Emma Jones looks at the events that led to the demise of the £70m Lloyd's connectivity platform
When a senior player at Lloyd's let slip that he would publicly support Kinnect but would prefer to put his company's money into "something that has some value", the future looked gloomy for Kinnect.
It promised so much, allowing data to be captured, stored and delivered electronically with the aim of saving time and money.
Now, with the unsurprising demise of Kinnect, the market has now been left with nothing to show for four years' work and a £70m bill.
The electronic platform began life back in April 2002 under the codename Project Blue Mountain.
Lloyd's set aside £16m to create a new website where brokers could advertise risks online, offering customers the ability to find insurers on a central trading platform.
Since its inception the risk exchange network has soared in cost, changed its identity, changed management and changed direction until finally the plug was pulled on 24 January 2006.
So, with the demise of Kinnect, the question now is: what is next for Lloyd's? Lloyd's and its players have conceded that it is time to move on, to build on Kinnect's work and make sure that effective, economic trading is achieved to make itself more competitive and efficient.
Although many, if not all, will admit that it was right to close Kinnect down, its failure is tinged with regret.
One senior market source admits the electronic platform was "clearly a colossal amount of money", but that one thing it did do was demonstrate the need for some kind of standard to be set on how data is processed.
Sean Dalton, managing director of Liberty Syndicates, insists the market does not have its head stuck in the sand, but now has to leverage Kinnect's momentum.
He says: "One thing we could do better is be more explicit about what we are looking for - what the insured and broker are looking for - and if we do that we could get a few quick wins in now."
Kinnect's departure has left a huge vacuum in the market. Now the new phrase ringing around Lloyd's concrete hallways is "peer-to-peer systems".
According to Lloyd's: "There is no longer a market-wide appetite for a centrally-built electronic hub."
One industry insider believes it will inevitably go back to individual systems allowing companies to communicate with each other.
He says: "By using international ACORD standards you can communicate more easily with other people rather than going through the central hub. You can sit down with the likes of Aon and actually cook up something that works very well with the broker.
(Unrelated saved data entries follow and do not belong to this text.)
//! The task that owns the simulator and its continuous-mode timer.

use super::command::DriverCommand;
use crate::{
    loss::LossOracle,
    simulator::{SimulationSnapshot, Simulator},
};
use std::time::Duration;
use tokio::{
    sync::{mpsc, watch},
    time::{interval_at, Instant, Interval, MissedTickBehavior},
};
use tracing::{debug, info, trace};

/// Owns a [`Simulator`] and the optional repeating timer of continuous mode.
///
/// 拥有模拟器以及连续模式下可选的重复定时器。
pub(crate) struct SimulatorActor<L: LossOracle> {
    simulator: Simulator<L>,
    /// `Some` exactly while continuous mode is on.
    ticker: Option<Interval>,
    snapshot_tx: watch::Sender<SimulationSnapshot>,
}

impl<L: LossOracle> SimulatorActor<L> {
    pub(crate) fn new(
        simulator: Simulator<L>,
        snapshot_tx: watch::Sender<SimulationSnapshot>,
    ) -> Self {
        Self {
            simulator,
            ticker: None,
            snapshot_tx,
        }
    }

    /// Runs the actor's main loop until shut down or every handle is dropped.
    ///
    /// 运行 actor 主循环，直到关闭或所有句柄被丢弃。
    pub(crate) async fn run(mut self, mut command_rx: mpsc::Receiver<DriverCommand>) {
        info!("Simulator task started");

        loop {
            tokio::select! {
                // Commands first: a stop that races a tick must win.
                biased;

                command = command_rx.recv() => {
                    match command {
                        Some(DriverCommand::Shutdown) => {
                            debug!("Simulator task received shutdown");
                            break;
                        }
                        Some(command) => self.handle_command(command),
                        None => {
                            debug!("All simulator handles dropped, shutting down");
                            break;
                        }
                    }
                }

                _ = Self::next_tick(&mut self.ticker) => {
                    let report = self.simulator.step();
                    trace!(round = report.round, lost = report.lost, "Timer-driven round");
                    self.publish();
                }
            }
        }

        self.ticker = None;
        info!("Simulator task stopped");
    }

    fn handle_command(&mut self, command: DriverCommand) {
        match command {
            DriverCommand::Step { response_tx } => {
                let report = self.simulator.step();
                trace!(round = report.round, lost = report.lost, "Manual round");
                self.publish();
                let _ = response_tx.send(report);
            }
            DriverCommand::SetRunning {
                running,
                response_tx,
            } => {
                let changed = if running { self.arm() } else { self.disarm() };
                if changed {
                    self.publish();
                }
                let _ = response_tx.send(changed);
            }
            DriverCommand::SetAlgorithm {
                algorithm,
                response_tx,
            } => {
                let changed = self.simulator.set_algorithm(algorithm);
                if changed {
                    self.rearm();
                    self.publish();
                }
                let _ = response_tx.send(changed);
            }
            DriverCommand::SetParameters {
                parameters,
                response_tx,
            } => {
                let old_rtt = self.simulator.parameters().rtt;
                let result = self.simulator.set_parameters(parameters);
                if result.is_ok() {
                    if self.simulator.parameters().rtt != old_rtt {
                        self.rearm();
                    }
                    self.publish();
                }
                let _ = response_tx.send(result);
            }
            DriverCommand::Reset { response_tx } => {
                self.simulator.reset();
                self.rearm();
                self.publish();
                let _ = response_tx.send(());
            }
            DriverCommand::Snapshot { response_tx } => {
                let _ = response_tx.send(self.snapshot());
            }
            DriverCommand::Shutdown => {}
        }
    }

    async fn next_tick(ticker: &mut Option<Interval>) {
        match ticker {
            Some(ticker) => {
                ticker.tick().await;
            }
            None => std::future::pending::<()>().await,
        }
    }

    fn new_ticker(period: Duration) -> Interval {
        let mut ticker = interval_at(Instant::now() + period, period);
        ticker.set_missed_tick_behavior(MissedTickBehavior::Delay);
        ticker
    }

    /// Starts continuous mode. Returns `false` if it was already running.
    fn arm(&mut self) -> bool {
        if self.ticker.is_some() {
            return false;
        }
        let rtt = self.simulator.parameters().rtt;
        self.ticker = Some(Self::new_ticker(rtt));
        info!(rtt_ms = rtt.as_millis(), "Continuous mode started");
        true
    }

    /// Stops continuous mode. Dropping the interval drops any pending tick.
    /// Returns `false` if it was not running.
    fn disarm(&mut self) -> bool {
        if self.ticker.take().is_none() {
            return false;
        }
        info!("Continuous mode stopped");
        true
    }

    /// Restarts the period from now if continuous mode is on.
    fn rearm(&mut self) {
        if self.ticker.is_some() {
            let rtt = self.simulator.parameters().rtt;
            self.ticker = Some(Self::new_ticker(rtt));
            debug!(rtt_ms = rtt.as_millis(), "Continuous mode re-armed");
        }
    }

    fn snapshot(&self) -> SimulationSnapshot {
        let mut snapshot = self.simulator.snapshot();
        snapshot.running = self.ticker.is_some();
        snapshot
    }

    fn publish(&self) {
        self.snapshot_tx.send_replace(self.snapshot());
    }
}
When you try to do that with 100 people, that is where the difficulty comes."
But, as managing agents and brokers discuss whether it should be an individual or collective solution, Alex Letts, the chief executive of RI3K, the electronic trading platform which has a growing reputation in the reinsurance industry, believes the key lies in a carefully balanced mix of peer-to-peer systems, Xchanging and a central market place.
Letts says: "Anybody who expects to be taken seriously, who claims there is a single silver bullet that is going to solve the industry's problem, is absolutely, certifiably barking mad.
"This is complicated stuff and it's going to take one, two even three parallel, but symbiotic, solutions to help move the market forward. It's like asking 'what's going to win? The computer or the television? The shower or the bath? The car or the motorbike?' People need choices to suit differing needs, differing strategies, different occasions."
He says: "They may use all the solutions available or just one, but the key thing is to have choice. You never, ever want just a single solution, it is just not good for the market. Choice and collaboration offer a much better strategy than having to chance it and bet on one horse."
Many ways of trading
Chris Rawson, Lloyd's chief information officer with responsibility for ACORD, agrees that the market will become a multi-faceted way of trading with a number of interconnectivity services, or hubs, being set up between brokers and underwriters.
He believes peer-to-peer systems are a "great vision to head towards".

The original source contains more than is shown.